Data extracts |
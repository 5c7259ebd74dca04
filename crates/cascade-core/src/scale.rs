//! Scale enumeration and per-scale window geometry.
//!
//! Scales start at 1.0 and grow geometrically by `DetectParams::scale_factor`
//! (in `f32`, so the sequence is reproducible bit for bit). A scale is counted
//! while the scaled canonical window stays below `image - MIN_SCALE_MARGIN` on
//! both axes. Each admissible scale yields a [`ScanWindow`].

use crate::{DetectParams, MIN_SCALE_MARGIN};

/// Inset rectangle used to estimate window mean and spread.
#[derive(Clone, Copy, Debug, PartialEq, Eq)]
pub struct EqualizedRect {
    pub x: u32,
    pub y: u32,
    pub width: u32,
    pub height: u32,
}

impl EqualizedRect {
    fn at_scale(window: (u32, u32), scale: f32) -> Self {
        let inset = scale.round() as u32;
        Self {
            x: inset,
            y: inset,
            width: ((window.0 - 2) as f32 * scale).round() as u32,
            height: ((window.1 - 2) as f32 * scale).round() as u32,
        }
    }

    #[inline]
    pub fn area(&self) -> u32 {
        self.width * self.height
    }
}

/// Geometry of the sliding window at one scale.
#[derive(Clone, Copy, Debug, PartialEq)]
pub struct ScanWindow {
    /// Position of this scale in the full (unfiltered) scale sequence.
    pub index: usize,
    pub scale: f32,
    /// Scaled window width in pixels.
    pub width: u32,
    /// Scaled window height in pixels.
    pub height: u32,
    /// Grid step in pixels on both axes, `max(2, scale)`.
    pub step: f64,
    pub equalized: EqualizedRect,
    /// Grid columns (window origins per row).
    pub cols: usize,
    /// Grid rows.
    pub rows: usize,
}

impl ScanWindow {
    /// Pixel origin of grid cell `(col, row)`.
    #[inline]
    pub fn position(&self, col: usize, row: usize) -> (usize, usize) {
        (
            (col as f64 * self.step).round() as usize,
            (row as f64 * self.step).round() as usize,
        )
    }

    /// Windows on the step grid at this scale.
    #[inline]
    pub fn grid_len(&self) -> usize {
        self.cols * self.rows
    }
}

/// Number of scales evaluated for `window` on an image of `image` pixels.
///
/// Returns 0 for a non-growing factor, which would never terminate.
pub fn scale_count(window: (u32, u32), image: (usize, usize), factor: f32) -> usize {
    if !(factor > 1.0) {
        return 0;
    }
    let limit_w = (image.0 as i64 - MIN_SCALE_MARGIN as i64) as f32;
    let limit_h = (image.1 as i64 - MIN_SCALE_MARGIN as i64) as f32;

    let mut count = 0;
    let mut scale = 1.0f32;
    while scale * (window.0 as f32) < limit_w && scale * (window.1 as f32) < limit_h {
        count += 1;
        scale *= factor;
    }
    count
}

/// Iterator over the admissible scan windows, smallest scale first.
#[derive(Clone, Debug)]
pub struct ScanWindows {
    window: (u32, u32),
    image: (usize, usize),
    min_size: (u32, u32),
    max_size: (u32, u32),
    factor: f32,
    scale: f32,
    index: usize,
    count: usize,
}

/// Enumerate the scan windows for `window` on an `image`-sized input.
pub fn scan_windows(window: (u32, u32), image: (usize, usize), params: &DetectParams) -> ScanWindows {
    ScanWindows {
        window,
        image,
        min_size: params.min_size,
        max_size: params.max_size,
        factor: params.scale_factor,
        scale: 1.0,
        index: 0,
        count: scale_count(window, image, params.scale_factor),
    }
}

impl Iterator for ScanWindows {
    type Item = ScanWindow;

    fn next(&mut self) -> Option<ScanWindow> {
        while self.index < self.count {
            let index = self.index;
            let scale = self.scale;
            self.index += 1;
            self.scale *= self.factor;

            let width = (self.window.0 as f32 * scale).round() as u32;
            let height = (self.window.1 as f32 * scale).round() as u32;

            if width < self.min_size.0 || height < self.min_size.1 {
                continue;
            }
            if self.max_size.0 != 0 && width > self.max_size.0 {
                continue;
            }
            if self.max_size.1 != 0 && height > self.max_size.1 {
                continue;
            }
            // windows only grow from here on
            if width as usize > self.image.0 || height as usize > self.image.1 {
                self.index = self.count;
                return None;
            }

            let step = f64::max(2.0, scale as f64);
            let cols = ((self.image.0 - width as usize) as f64 / step).round_ties_even() as usize;
            let rows = ((self.image.1 - height as usize) as f64 / step).round_ties_even() as usize;

            return Some(ScanWindow {
                index,
                scale,
                width,
                height,
                step,
                equalized: EqualizedRect::at_scale(self.window, scale),
                cols,
                rows,
            });
        }
        None
    }
}
//! In-memory cascade model: stages of stump classifiers over Haar features.
//!
//! Geometry is expressed in the canonical window (`CascadeModel::window`) and
//! is scaled at scan time.

use crate::MAX_FEATURE_RECTS;

#[cfg(feature = "serde")]
use serde::{Deserialize, Serialize};

/// One weighted rectangle of a Haar feature, relative to the canonical window.
#[derive(Clone, Copy, Debug, Default, PartialEq)]
#[cfg_attr(feature = "serde", derive(Serialize, Deserialize))]
pub struct FeatureRect {
    pub x: u32,
    pub y: u32,
    pub width: u32,
    pub height: u32,
    pub weight: f32,
}

impl FeatureRect {
    pub const fn new(x: u32, y: u32, width: u32, height: u32, weight: f32) -> Self {
        Self {
            x,
            y,
            width,
            height,
            weight,
        }
    }

    /// A zero weight marks an unused slot.
    #[inline]
    pub fn is_active(&self) -> bool {
        self.weight != 0.0
    }
}

/// Up to three weighted rectangles. The first rectangle is always evaluated;
/// its weight is re-derived per scale so the feature has zero mean.
#[derive(Clone, Copy, Debug, Default, PartialEq)]
#[cfg_attr(feature = "serde", derive(Serialize, Deserialize))]
pub struct HaarFeature {
    pub rects: [FeatureRect; MAX_FEATURE_RECTS],
}

impl HaarFeature {
    /// Two-rectangle feature; the remaining slot stays inactive.
    pub fn two(first: FeatureRect, second: FeatureRect) -> Self {
        Self {
            rects: [first, second, FeatureRect::default()],
        }
    }

    pub fn three(first: FeatureRect, second: FeatureRect, third: FeatureRect) -> Self {
        Self {
            rects: [first, second, third],
        }
    }

    /// Rectangles evaluated at scan time, with their slot index.
    pub fn active_rects(&self) -> impl Iterator<Item = (usize, &FeatureRect)> {
        self.rects
            .iter()
            .enumerate()
            .filter(|(i, r)| *i == 0 || r.is_active())
    }
}

/// Single-feature classifier choosing between two responses.
#[derive(Clone, Debug, PartialEq)]
#[cfg_attr(feature = "serde", derive(Serialize, Deserialize))]
pub struct StumpClassifier {
    pub feature: HaarFeature,
    /// Feature threshold, multiplied by the window's intensity spread.
    pub threshold: f32,
    /// `alpha[0]` below threshold, `alpha[1]` at or above.
    pub alpha: [f32; 2],
}

/// Classifiers summed and compared against a rejection threshold.
#[derive(Clone, Debug, PartialEq)]
#[cfg_attr(feature = "serde", derive(Serialize, Deserialize))]
pub struct Stage {
    pub threshold: f32,
    pub classifiers: Vec<StumpClassifier>,
}

/// Ordered stages plus the canonical window size they were trained on.
#[derive(Clone, Debug, PartialEq)]
#[cfg_attr(feature = "serde", derive(Serialize, Deserialize))]
pub struct CascadeModel {
    /// Canonical window `(width, height)`.
    pub window: (u32, u32),
    pub stages: Vec<Stage>,
}

/// Structural problem that prevents a model from being scanned.
#[derive(Debug, Clone, PartialEq, Eq)]
pub enum ModelError {
    NoStages,
    WindowTooSmall { width: u32, height: u32 },
    EmptyFirstRect { stage: usize, classifier: usize },
    RectOutsideWindow { stage: usize, classifier: usize, rect: usize },
}

impl std::fmt::Display for ModelError {
    fn fmt(&self, f: &mut std::fmt::Formatter<'_>) -> std::fmt::Result {
        match self {
            Self::NoStages => write!(f, "cascade has no stages"),
            Self::WindowTooSmall { width, height } => {
                write!(f, "canonical window {}x{} is smaller than 3x3", width, height)
            }
            Self::EmptyFirstRect { stage, classifier } => write!(
                f,
                "stage {} classifier {}: first rectangle has zero area",
                stage, classifier
            ),
            Self::RectOutsideWindow {
                stage,
                classifier,
                rect,
            } => write!(
                f,
                "stage {} classifier {}: rectangle {} exceeds the canonical window",
                stage, classifier, rect
            ),
        }
    }
}

impl std::error::Error for ModelError {}

impl CascadeModel {
    pub fn new(window: (u32, u32), stages: Vec<Stage>) -> Self {
        Self { window, stages }
    }

    /// Total classifier count across all stages.
    pub fn classifier_count(&self) -> usize {
        self.stages.iter().map(|s| s.classifiers.len()).sum()
    }

    /// Largest classifier count of any single stage.
    pub fn max_stage_len(&self) -> usize {
        self.stages
            .iter()
            .map(|s| s.classifiers.len())
            .max()
            .unwrap_or(0)
    }

    /// Check that every active rectangle lies inside the canonical window.
    pub fn validate(&self) -> Result<(), ModelError> {
        if self.stages.is_empty() {
            return Err(ModelError::NoStages);
        }
        let (w0, h0) = self.window;
        // the equalized variance rect is the window inset by one on each side
        if w0 < 3 || h0 < 3 {
            return Err(ModelError::WindowTooSmall {
                width: w0,
                height: h0,
            });
        }

        for (si, stage) in self.stages.iter().enumerate() {
            for (ci, c) in stage.classifiers.iter().enumerate() {
                let first = &c.feature.rects[0];
                if first.width == 0 || first.height == 0 {
                    return Err(ModelError::EmptyFirstRect {
                        stage: si,
                        classifier: ci,
                    });
                }
                for (ri, r) in c.feature.active_rects() {
                    let inside = r.x as u64 + r.width as u64 <= w0 as u64
                        && r.y as u64 + r.height as u64 <= h0 as u64;
                    if !inside {
                        return Err(ModelError::RectOutsideWindow {
                            stage: si,
                            classifier: ci,
                            rect: ri,
                        });
                    }
                }
            }
        }
        Ok(())
    }
}
//! Integral (cumulative sum) tables and O(1) rectangle sums.
//!
//! Both tables carry one padding row and column, so they are
//! `(height + 1) × (width + 1)` in row-major order and entry `(x, y)` holds the
//! sum over all pixels strictly above and to the left of it.

/// Borrowed view over a sum table and a squared-sum table.
#[derive(Clone, Copy, Debug)]
pub struct IntegralSums<'a> {
    /// Source image width in pixels (the table is one wider).
    pub width: usize,
    /// Source image height in pixels (the table is one taller).
    pub height: usize,
    sum: &'a [u32],
    sq_sum: &'a [f64],
}

impl<'a> IntegralSums<'a> {
    /// Wrap existing tables. Returns `None` if either buffer is not
    /// `(width + 1) * (height + 1)` long.
    pub fn new(width: usize, height: usize, sum: &'a [u32], sq_sum: &'a [f64]) -> Option<Self> {
        let len = (width + 1) * (height + 1);
        if sum.len() != len || sq_sum.len() != len {
            return None;
        }
        Some(Self {
            width,
            height,
            sum,
            sq_sum,
        })
    }

    #[inline]
    pub fn stride(&self) -> usize {
        self.width + 1
    }

    /// Linear index of table entry `(x, y)`.
    #[inline]
    pub fn offset(&self, x: usize, y: usize) -> usize {
        y * self.stride() + x
    }

    #[inline]
    pub fn sum_table(&self) -> &'a [u32] {
        self.sum
    }

    /// Pixel sum over `w × h` pixels starting at `(x, y)`.
    #[inline]
    pub fn rect_sum(&self, x: usize, y: usize, w: usize, h: usize) -> u32 {
        let tl = self.offset(x, y);
        let bl = tl + h * self.stride();
        corner_sum(self.sum, tl, tl + w, bl, bl + w)
    }

    /// Sum of squared pixels over `w × h` pixels starting at `(x, y)`.
    #[inline]
    pub fn rect_sq_sum(&self, x: usize, y: usize, w: usize, h: usize) -> f64 {
        let tl = self.offset(x, y);
        let bl = tl + h * self.stride();
        self.sq_sum[tl] - self.sq_sum[tl + w] - self.sq_sum[bl] + self.sq_sum[bl + w]
    }
}

/// Four-corner inclusion–exclusion on an unsigned table.
///
/// Intermediate terms wrap; the final value is exact because the true region
/// sum is non-negative and fits in `u32`.
#[inline]
pub fn corner_sum(table: &[u32], tl: usize, tr: usize, bl: usize, br: usize) -> u32 {
    table[tl]
        .wrapping_sub(table[tr])
        .wrapping_sub(table[bl])
        .wrapping_add(table[br])
}

/// Owned sum and squared-sum tables built from an 8-bit grayscale buffer.
#[derive(Clone, Debug)]
pub struct IntegralImage {
    pub width: usize,
    pub height: usize,
    sum: Vec<u32>,
    sq_sum: Vec<f64>,
}

impl IntegralImage {
    /// Build both tables from a row-major `w × h` grayscale buffer.
    pub fn from_gray(img: &[u8], w: usize, h: usize) -> Self {
        assert_eq!(img.len(), w * h, "grayscale buffer does not match dimensions");

        let stride = w + 1;
        let mut sum = vec![0u32; stride * (h + 1)];
        let mut sq_sum = vec![0f64; stride * (h + 1)];

        for y in 0..h {
            let mut row_sum = 0u32;
            let mut row_sq = 0u64;
            for x in 0..w {
                let v = img[y * w + x] as u32;
                row_sum += v;
                row_sq += (v * v) as u64;
                let idx = (y + 1) * stride + (x + 1);
                sum[idx] = sum[idx - stride].wrapping_add(row_sum);
                sq_sum[idx] = sq_sum[idx - stride] + row_sq as f64;
            }
        }

        Self {
            width: w,
            height: h,
            sum,
            sq_sum,
        }
    }

    #[inline]
    pub fn as_sums(&self) -> IntegralSums<'_> {
        IntegralSums {
            width: self.width,
            height: self.height,
            sum: &self.sum,
            sq_sum: &self.sq_sum,
        }
    }
}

About this task | Give back, unchanged, the run of lines in the listing above that begins at the line containing "#[derive(Clone, Copy, Debug, PartialEq)]" and ends at the line containing "would never terminate.", both included.

Output for this exercise |
#[derive(Clone, Copy, Debug, PartialEq)]
pub struct ScanWindow {
    /// Position of this scale in the full (unfiltered) scale sequence.
    pub index: usize,
    pub scale: f32,
    /// Scaled window width in pixels.
    pub width: u32,
    /// Scaled window height in pixels.
    pub height: u32,
    /// Grid step in pixels on both axes, `max(2, scale)`.
    pub step: f64,
    pub equalized: EqualizedRect,
    /// Grid columns (window origins per row).
    pub cols: usize,
    /// Grid rows.
    pub rows: usize,
}

impl ScanWindow {
    /// Pixel origin of grid cell `(col, row)`.
    #[inline]
    pub fn position(&self, col: usize, row: usize) -> (usize, usize) {
        (
            (col as f64 * self.step).round() as usize,
            (row as f64 * self.step).round() as usize,
        )
    }

    /// Windows on the step grid at this scale.
    #[inline]
    pub fn grid_len(&self) -> usize {
        self.cols * self.rows
    }
}

/// Number of scales evaluated for `window` on an image of `image` pixels.
///
/// Returns 0 for a non-growing factor, which would never terminate.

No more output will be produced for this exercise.